Here’s what is wrong with all the speculation in both cases. In the first case, the discussion started alluding to how maybe Putin was directing the attack on Sinclair because Sinclair wasn’t broadcasting enough hyper sensationalized material to keep our nation divided. As I said, it was carefully inserted that Sinclair is a conservative media group (see the tie?). So, the delusion here is that Putin is coercing conservative American media via state-sponsored cyberattack…does that remind you of a certain four years of bogus Russian collusion history? The logic is completely wrong. If Putin wanted them to broadcast more, he wouldn’t have hackers shut them down over a weekend with a ransomware attack. The simple fact is the hacker group found vulnerable systems, exploited them, followed their usual pattern, and tried to extort some cash from Sinclair.

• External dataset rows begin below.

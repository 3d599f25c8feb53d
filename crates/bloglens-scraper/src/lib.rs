//! Scraping adapters for Instagram profile and hashtag data.
//!
//! Two interchangeable backends live behind the [`Scraper`] seam: HikerAPI
//! (hosted) and an Instagrapi bridge (self-hosted). Both normalise raw
//! responses into [`ScrapedProfile`] and map provider failures onto the
//! typed [`ScrapeError`] taxonomy that drives queue transitions.

pub mod backend;
pub mod error;
pub mod hikerapi;
pub mod instagrapi;
pub mod metrics;
pub mod types;

pub use backend::{build_scraper, Scraper};
pub use error::ScrapeError;
pub use hikerapi::HikerApiClient;
pub use instagrapi::InstagrapiClient;
pub use metrics::{
    average_reel_views, derive_metrics, engagement_trend, median_engagement_rate,
    posts_per_week, DerivedMetrics, TREND_DECLINING, TREND_GROWING, TREND_STABLE,
};
pub use types::{AccountStats, CandidateUser, ScrapedHighlight, ScrapedPost, ScrapedProfile};
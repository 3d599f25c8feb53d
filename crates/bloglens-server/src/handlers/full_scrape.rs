//! The full_scrape handler: fetch, derive, mirror images, persist, chain
//! the analysis task.

use bloglens_db::{BlogProfileUpdate, NewHighlight, NewPost, TaskRow, TaskType};
use bloglens_scraper::{derive_metrics, ScrapeError, ScrapedProfile};
use tokio_util::sync::CancellationToken;

use crate::context::ServiceContext;

/// Priority for the chained ai_analysis task.
const ANALYSIS_PRIORITY: i16 = 3;

pub async fn run(
    ctx: &ServiceContext,
    task: &TaskRow,
    cancel: &CancellationToken,
) -> anyhow::Result<()> {
    let Some(blog_id) = task.blog_id else {
        bloglens_db::mark_task_failed(&ctx.pool, task.id, "scrape task without blog_id", false)
            .await?;
        return Ok(());
    };

    let Some(blog) = bloglens_db::get_blog(&ctx.pool, blog_id).await? else {
        bloglens_db::mark_task_failed(&ctx.pool, task.id, "blog row missing", false).await?;
        return Ok(());
    };

    bloglens_db::set_scrape_status(&ctx.pool, blog_id, "scraping").await?;

    let profile = match ctx.scraper.scrape_profile(&blog.username).await {
        Ok(profile) => profile,
        Err(ScrapeError::PrivateAccount { .. }) => {
            tracing::info!(blog_id, username = %blog.username, "account is private");
            bloglens_db::set_scrape_status(&ctx.pool, blog_id, "private").await?;
            bloglens_db::mark_task_done(&ctx.pool, task.id).await?;
            return Ok(());
        }
        Err(ScrapeError::UserNotFound { .. }) => {
            tracing::info!(blog_id, username = %blog.username, "account no longer exists");
            bloglens_db::set_scrape_status(&ctx.pool, blog_id, "deleted").await?;
            bloglens_db::mark_task_done(&ctx.pool, task.id).await?;
            return Ok(());
        }
        Err(e) => {
            tracing::warn!(blog_id, username = %blog.username, error = %e, "scrape failed");
            bloglens_db::mark_task_failed(&ctx.pool, task.id, &e.to_string(), e.is_retriable())
                .await?;
            return Ok(());
        }
    };

    if cancel.is_cancelled() {
        // Shutdown mid-task: leave it running for the stuck-task sweep.
        return Ok(());
    }

    persist_profile(ctx, blog_id, profile).await?;

    let chained = bloglens_db::create_task_if_absent(
        &ctx.pool,
        Some(blog_id),
        TaskType::AiAnalysis,
        ANALYSIS_PRIORITY,
        serde_json::json!({}),
    )
    .await?;
    match chained {
        Some(analysis_task_id) => {
            tracing::info!(blog_id, analysis_task_id, "chained ai_analysis task");
        }
        None => tracing::info!(blog_id, "ai_analysis task already queued"),
    }

    bloglens_db::mark_task_done(&ctx.pool, task.id).await?;
    Ok(())
}

/// Mirror images, write the blog row with derived metrics, and upsert the
/// child tables.
async fn persist_profile(
    ctx: &ServiceContext,
    blog_id: i64,
    profile: ScrapedProfile,
) -> anyhow::Result<()> {
    let metrics = derive_metrics(&profile.posts, profile.followers);

    let thumbnail_sources: Vec<(String, String)> = profile
        .posts
        .iter()
        .filter_map(|p| {
            p.thumbnail_cdn_url
                .as_ref()
                .map(|url| (p.platform_id.clone(), url.clone()))
        })
        .collect();
    let images = ctx
        .storage
        .mirror_profile_images(blog_id, profile.avatar_cdn_url.as_deref(), &thumbnail_sources)
        .await;

    let update = BlogProfileUpdate {
        platform_id: Some(profile.platform_id),
        full_name: profile.full_name,
        biography: profile.biography,
        external_url: profile.external_url,
        followers: Some(profile.followers),
        following: Some(profile.following),
        media_count: Some(profile.media_count),
        is_verified: Some(profile.is_verified),
        is_business: Some(profile.is_business),
        avatar_url: images.avatar_url,
        er: metrics.er,
        er_reels: metrics.er_reels,
        er_trend: metrics.er_trend.map(str::to_owned),
        posts_per_week: metrics.posts_per_week,
        avg_reels_views: metrics.avg_reels_views,
    };
    bloglens_db::update_blog_profile(&ctx.pool, blog_id, &update).await?;

    let posts: Vec<NewPost> = profile
        .posts
        .into_iter()
        .map(|p| {
            let thumbnail_url = images.thumbnails.get(&p.platform_id).cloned();
            NewPost {
                platform_id: p.platform_id,
                caption: p.caption,
                media_type: p.media_type,
                like_count: Some(p.like_count),
                comment_count: Some(p.comment_count),
                play_count: p.play_count,
                thumbnail_url,
                taken_at: p.taken_at,
            }
        })
        .collect();
    bloglens_db::upsert_posts(&ctx.pool, blog_id, &posts).await?;

    let highlights: Vec<NewHighlight> = profile
        .highlights
        .into_iter()
        .map(|h| NewHighlight {
            platform_id: h.platform_id,
            title: h.title,
            media_count: h.media_count,
        })
        .collect();
    bloglens_db::replace_highlights(&ctx.pool, blog_id, &highlights).await?;

    tracing::info!(
        blog_id,
        posts = posts.len(),
        highlights = highlights.len(),
        "profile persisted"
    );
    Ok(())
}
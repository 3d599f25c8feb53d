//! Shared fixtures for server tests: a service context whose external
//! clients either point at a closed local port (fail fast, never leave
//! the machine) or at a wiremock server.

use std::net::{IpAddr, Ipv4Addr, SocketAddr};
use std::path::PathBuf;
use std::sync::Arc;

use bloglens_ai::{EmbeddingClient, OpenAiBatchClient};
use bloglens_core::{AppConfig, Environment, ScraperBackendKind};
use bloglens_scraper::{HikerApiClient, Scraper};
use bloglens_storage::SupabaseStorageClient;
use sqlx::PgPool;

use crate::context::ServiceContext;

/// A port nothing listens on; connections are refused immediately.
pub(crate) const CLOSED: &str = "http://127.0.0.1:9";

pub(crate) fn test_config() -> AppConfig {
    AppConfig {
        database_url: "postgres://unused".to_string(),
        env: Environment::Test,
        bind_addr: SocketAddr::new(IpAddr::V4(Ipv4Addr::LOCALHOST), 8001),
        log_level: "info".to_string(),
        taxonomy_path: PathBuf::from("./config/taxonomy.yaml"),
        api_key: "test-api-key".to_string(),
        openai_api_key: "sk-test".to_string(),
        supabase_url: CLOSED.to_string(),
        supabase_service_key: "service".to_string(),
        supabase_bucket: "blog-media".to_string(),
        scraper_backend: ScraperBackendKind::Hikerapi,
        hikerapi_token: Some("token".to_string()),
        instagrapi_url: None,
        instagrapi_token: None,
        worker_poll_interval_secs: 1,
        worker_max_concurrent: 2,
        batch_min_size: 10,
        batch_max_age_hours: 2,
        db_max_connections: 5,
        db_min_connections: 1,
        db_acquire_timeout_secs: 5,
    }
}

/// Context with every external client offline.
pub(crate) fn offline_context(pool: PgPool) -> ServiceContext {
    context_with(pool, CLOSED, CLOSED)
}

/// Context whose OpenAI clients talk to `openai_base` (a wiremock server).
pub(crate) fn openai_context(pool: PgPool, openai_base: &str) -> ServiceContext {
    context_with(pool, openai_base, CLOSED)
}

/// Context with scraper, storage, and OpenAI all pointed at one wiremock
/// server; the clients use disjoint path prefixes so mocks never collide.
pub(crate) fn wired_context(pool: PgPool, base: &str) -> ServiceContext {
    let mut ctx = context_with(pool, base, base);
    ctx.scraper = Arc::new(Scraper::Hikerapi(
        HikerApiClient::with_base_url("token", 5, base).expect("scraper client"),
    ));
    ctx
}

fn context_with(pool: PgPool, openai_base: &str, storage_base: &str) -> ServiceContext {
    let config = test_config();
    ServiceContext {
        scraper: Arc::new(Scraper::Hikerapi(
            HikerApiClient::with_base_url("token", 1, CLOSED).expect("scraper client"),
        )),
        batch_client: OpenAiBatchClient::with_base_url("sk-test", openai_base)
            .expect("batch client"),
        embedding: EmbeddingClient::with_base_url("sk-test", openai_base)
            .expect("embedding client"),
        storage: SupabaseStorageClient::new(storage_base, "service", "blog-media")
            .expect("storage client"),
        submit_lock: tokio::sync::Mutex::new(()),
        config,
        pool,
    }
}
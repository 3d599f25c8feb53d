//! Database operations for the taxonomy tables and the blog joins.
//!
//! Pure matching lives in `bloglens_core::taxonomy`; this module only seeds
//! the vocabulary and persists resolved joins.

use bloglens_core::taxonomy::{ResolvedCategory, TaxonomyFile};
use sqlx::PgPool;

use crate::DbError;

/// A row from the `categories` table.
#[derive(Debug, Clone, sqlx::FromRow)]
pub struct CategoryRow {
    pub id: i64,
    pub parent_id: Option<i64>,
    pub code: Option<String>,
    pub name: String,
}

/// A row from the `tags` table.
#[derive(Debug, Clone, sqlx::FromRow)]
pub struct TagRow {
    pub id: i64,
    pub name: String,
    pub group_name: String,
    pub status: String,
}

#[derive(Debug, Clone, Copy, Default)]
pub struct SeedCounts {
    pub categories: u64,
    pub tags: u64,
}

/// Upsert the taxonomy seed file into `categories` and `tags`.
///
/// Top-level categories conflict on `code`; children on `(parent_id, name)`.
/// Seeded tags are `active`. Idempotent: re-running with the same file
/// changes nothing.
///
/// # Errors
///
/// Returns [`DbError::Sqlx`] if any statement fails.
pub async fn seed_taxonomy(pool: &PgPool, taxonomy: &TaxonomyFile) -> Result<SeedCounts, DbError> {
    let mut counts = SeedCounts::default();
    let mut tx = pool.begin().await?;

    for category in &taxonomy.categories {
        let parent_id: i64 = sqlx::query_scalar(
            "INSERT INTO categories (code, name) \
             VALUES ($1, $2) \
             ON CONFLICT (code) DO UPDATE SET name = EXCLUDED.name \
             RETURNING id",
        )
        .bind(&category.code)
        .bind(&category.name)
        .fetch_one(&mut *tx)
        .await?;
        counts.categories += 1;

        for child in &category.children {
            sqlx::query(
                "INSERT INTO categories (parent_id, name) \
                 VALUES ($1, $2) \
                 ON CONFLICT (parent_id, name) DO NOTHING",
            )
            .bind(parent_id)
            .bind(child)
            .execute(&mut *tx)
            .await?;
            counts.categories += 1;
        }
    }

    for (group, names) in &taxonomy.tags {
        for name in names {
            sqlx::query(
                "INSERT INTO tags (name, group_name, status) \
                 VALUES ($1, $2, 'active') \
                 ON CONFLICT (group_name, name) DO NOTHING",
            )
            .bind(name)
            .bind(group.to_string())
            .execute(&mut *tx)
            .await?;
            counts.tags += 1;
        }
    }

    tx.commit().await?;

    Ok(counts)
}

/// All category rows, parents before children.
///
/// # Errors
///
/// Returns [`DbError::Sqlx`] if the query fails.
pub async fn list_category_rows(pool: &PgPool) -> Result<Vec<CategoryRow>, DbError> {
    let rows = sqlx::query_as::<_, CategoryRow>(
        "SELECT id, parent_id, code, name FROM categories ORDER BY parent_id NULLS FIRST, id",
    )
    .fetch_all(pool)
    .await?;

    Ok(rows)
}

/// All active tag rows.
///
/// # Errors
///
/// Returns [`DbError::Sqlx`] if the query fails.
pub async fn list_tag_rows(pool: &PgPool) -> Result<Vec<TagRow>, DbError> {
    let rows = sqlx::query_as::<_, TagRow>(
        "SELECT id, name, group_name, status FROM tags WHERE status = 'active' ORDER BY id",
    )
    .fetch_all(pool)
    .await?;

    Ok(rows)
}

/// Replace a blog's category joins with the resolved set in one batch.
///
/// # Errors
///
/// Returns [`DbError::Sqlx`] if any statement fails.
pub async fn replace_blog_categories(
    pool: &PgPool,
    blog_id: i64,
    resolved: &[ResolvedCategory],
) -> Result<(), DbError> {
    let category_ids: Vec<i64> = resolved.iter().map(|c| c.category_id).collect();
    let primary_flags: Vec<bool> = resolved.iter().map(|c| c.is_primary).collect();

    let mut tx = pool.begin().await?;

    sqlx::query("DELETE FROM blog_categories WHERE blog_id = $1")
        .bind(blog_id)
        .execute(&mut *tx)
        .await?;

    sqlx::query(
        "INSERT INTO blog_categories (blog_id, category_id, is_primary) \
         SELECT $1, category_id, is_primary \
         FROM UNNEST($2::bigint[], $3::boolean[]) AS t(category_id, is_primary)",
    )
    .bind(blog_id)
    .bind(&category_ids)
    .bind(&primary_flags)
    .execute(&mut *tx)
    .await?;

    tx.commit().await?;

    Ok(())
}

/// Replace a blog's tag joins with the resolved set in one batch.
///
/// # Errors
///
/// Returns [`DbError::Sqlx`] if any statement fails.
pub async fn replace_blog_tags(pool: &PgPool, blog_id: i64, tag_ids: &[i64]) -> Result<(), DbError> {
    let mut tx = pool.begin().await?;

    sqlx::query("DELETE FROM blog_tags WHERE blog_id = $1")
        .bind(blog_id)
        .execute(&mut *tx)
        .await?;

    sqlx::query(
        "INSERT INTO blog_tags (blog_id, tag_id) \
         SELECT $1, tag_id FROM UNNEST($2::bigint[]) AS t(tag_id)",
    )
    .bind(blog_id)
    .bind(tag_ids)
    .execute(&mut *tx)
    .await?;

    tx.commit().await?;

    Ok(())
}
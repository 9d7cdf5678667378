//! janus_core: shared primitives for the janus translator.
//!
//! Currently this is source-position tracking; everything that reports a
//! location (tokens, AST nodes, diagnostics) goes through these types.

pub mod text;

pub use text::{LineCol, Span};

/// The two languages janus translates between.
#[derive(Debug, Clone, Copy, PartialEq, Eq, Hash)]
pub enum Language {
    JavaScript,
    CSharp,
}

impl Language {
    /// Short lowercase tag used in CLI flags and log lines.
    pub fn tag(self) -> &'static str {
        match self {
            Language::JavaScript => "js",
            Language::CSharp => "cs",
        }
    }
}

impl std::fmt::Display for Language {
    fn fmt(&self, f: &mut std::fmt::Formatter<'_>) -> std::fmt::Result {
        match self {
            Language::JavaScript => write!(f, "JavaScript"),
            Language::CSharp => write!(f, "C#"),
        }
    }
}
//! janus_scanner: lexers for both source languages and the token stream
//! the parsers consume.
//!
//! Scanning is line-oriented: each token records its 1-based line and
//! column plus the byte range it covers within its line. Block-comment
//! state is the only thing carried across lines. Unknown bytes become
//! `Unknown` tokens; the lexer itself never emits a diagnostic.

mod lexicon;
mod scanner;
mod stream;
mod token;

pub use lexicon::Lexicon;
pub use scanner::tokenize;
pub use stream::TokenStream;
pub use token::Token;
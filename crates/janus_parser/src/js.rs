//! The JavaScript recursive-descent parser.

use bumpalo::Bump;
use janus_ast::js::*;
use janus_ast::types::LiteralValue;
use janus_ast::SyntaxKind;
use janus_core::Language;
use janus_diagnostics::{messages, Diagnostic};
use janus_metrics::MetricsSink;
use janus_scanner::{Token, TokenStream};
use std::time::Instant;

use crate::precedence::binary_operator_precedence;
use crate::{alloc_vec_in, decode_string_literal};

/// Tokens that may begin a statement; panic-mode recovery stops here.
fn is_statement_start(kind: SyntaxKind) -> bool {
    use SyntaxKind::*;
    matches!(
        kind,
        VarKeyword
            | LetKeyword
            | ConstKeyword
            | FunctionKeyword
            | ClassKeyword
            | IfKeyword
            | WhileKeyword
            | ForKeyword
            | SwitchKeyword
            | ReturnKeyword
            | ThrowKeyword
            | BreakKeyword
            | ContinueKeyword
            | TryKeyword
            | OpenBraceToken
    )
}

/// Parses a token stream into a [`Program`], counting nodes and recording
/// diagnostics in the metrics sink as it goes.
pub struct Parser<'a, 'm> {
    arena: &'a Bump,
    tokens: TokenStream,
    metrics: &'m mut MetricsSink,
}
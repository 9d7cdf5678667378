//! Token information produced by the lexers.

use janus_ast::SyntaxKind;
use janus_core::{LineCol, Span};

/// A scanned token.
///
/// `text` carries the matched lexeme for identifiers, numeric literals
/// (suffix included), string literals (surrounding quotes included), and
/// unknown bytes; kinds with fixed spelling leave it empty and answer
/// through [`SyntaxKind::text`].
#[derive(Debug, Clone)]
pub struct Token {
    pub kind: SyntaxKind,
    pub text: String,
    pub span: Span,
}

impl Token {
    pub fn new(kind: SyntaxKind, span: Span) -> Self {
        Self {
            kind,
            text: String::new(),
            span,
        }
    }

    pub fn with_text(kind: SyntaxKind, text: String, span: Span) -> Self {
        Self { kind, text, span }
    }

    #[inline]
    pub fn line(&self) -> u32 {
        self.span.line
    }

    #[inline]
    pub fn column(&self) -> u32 {
        self.span.column
    }

    #[inline]
    pub fn line_col(&self) -> LineCol {
        self.span.line_col()
    }

    /// The lexeme: the token's own text, or the kind's fixed spelling.
    pub fn lexeme(&self) -> &str {
        if self.text.is_empty() {
            self.kind.text().unwrap_or("")
        } else {
            &self.text
        }
    }

    #[inline]
    pub fn is_eof(&self) -> bool {
        self.kind == SyntaxKind::EndOfFileToken
    }
}
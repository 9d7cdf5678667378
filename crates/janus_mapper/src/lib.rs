//! janus_mapper: cross-language AST mapping.
//!
//! Each direction consumes a source AST and builds a fresh target AST in
//! its own arena. Mapping is total: constructs the target language cannot
//! express either pass through conservatively (operator kinds the target
//! printer can still spell) or become a comment-marker node with a
//! diagnostic. Every mapped node keeps the source node's line. Precedence
//! is never consulted; it is implied by tree shape.

mod cs_to_js;
mod js_to_cs;

pub use cs_to_js::CsToJs;
pub use js_to_cs::JsToCs;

That is all that happened. And the fact that the hackers may be attributed to the Russian Evil Corp. hacker group is irrelevant. Sinclair IT security analysts and technicians had one job to do, and they failed. Think about it, a US-sanctioned (oh feel the devastating power) group of cyber thugs nailed Sinclair, because they could. Because Sinclair didn’t do its job.
The second story alluded to Russian attackers going after US agriculture firms as a follow-up to a story about the impact of such attacks on rural America. Again, a heavy focus was on who did it. And again, it doesn’t matter. Let’s get one thing straight: America is the world’s largest exporter of grain, not the importer. How much grain do we import from Russia?
Zero. Could Russia try to stagger US grain exports to assert itself as a supplier in the world? Maybe. But attacking a firm with ransomware is a very petty step in that effort with likely little to no global grain distribution impact. No. In the end, the hacker group got lucky again, found another company whose IT security did not do its job, and hit the paydirt. No politics, no global market manipulation, just straight-up extortion.
It would be nice if our companies were important enough to be considered the targets of state-sponsored cyberattacks. Imagine being so important on the world stage that a foreign leader, through their military cyber units and 3d party contract hackers, is coming for you. But really, they are not. Most of us are small fish in a big ocean, and most of us are just minnows.
And here’s another take: If you think attribution and geopolitical global market manipulation motives are going to get you some payback in court someday, think again. Very few hacker groups get caught, and even fewer are tried in any court in any country. It happens. It’s just rare. First off, countries like China and Russia would first have to admit such creatures are part of their society and that would be embarrassing. Admitting to something embarrassing is not a part of their way. Then, they’d have to admit there’s a problem that should be involved in helping solve.
They don’t because they didn’t do it. Ever. They’ve never done it. They’ve never admitted it, and they never will. Even when you present them the forensics that prove it. So why bother attributing anything to anyone.
Attribution is for the security threat researchers and their community solely to try to gain some intelligence on what might happen next or what bad hacking campaign is currently underway, so they can help you prevent future attacks. Even they can do little to nothing about it except watch and warn.
So, our advice is this: Stop worrying about who did it.
Stop trying to assign hyped-up clandestine geopolitical, global market manipulation and supply disruption faulty logic as to why it happened. It happened because you were and are vulnerable. As a company with any size of IT assets that are connected to the internet, you are a sitting duck. You can add some armor to your feathers and improve your chances of survival, but you will and are taking shots every single day you are connected to the internet. So do one job and do it well. Know your IT inventory. Know how it works and how it’s connected. And defend it. Everything else is irrelevant.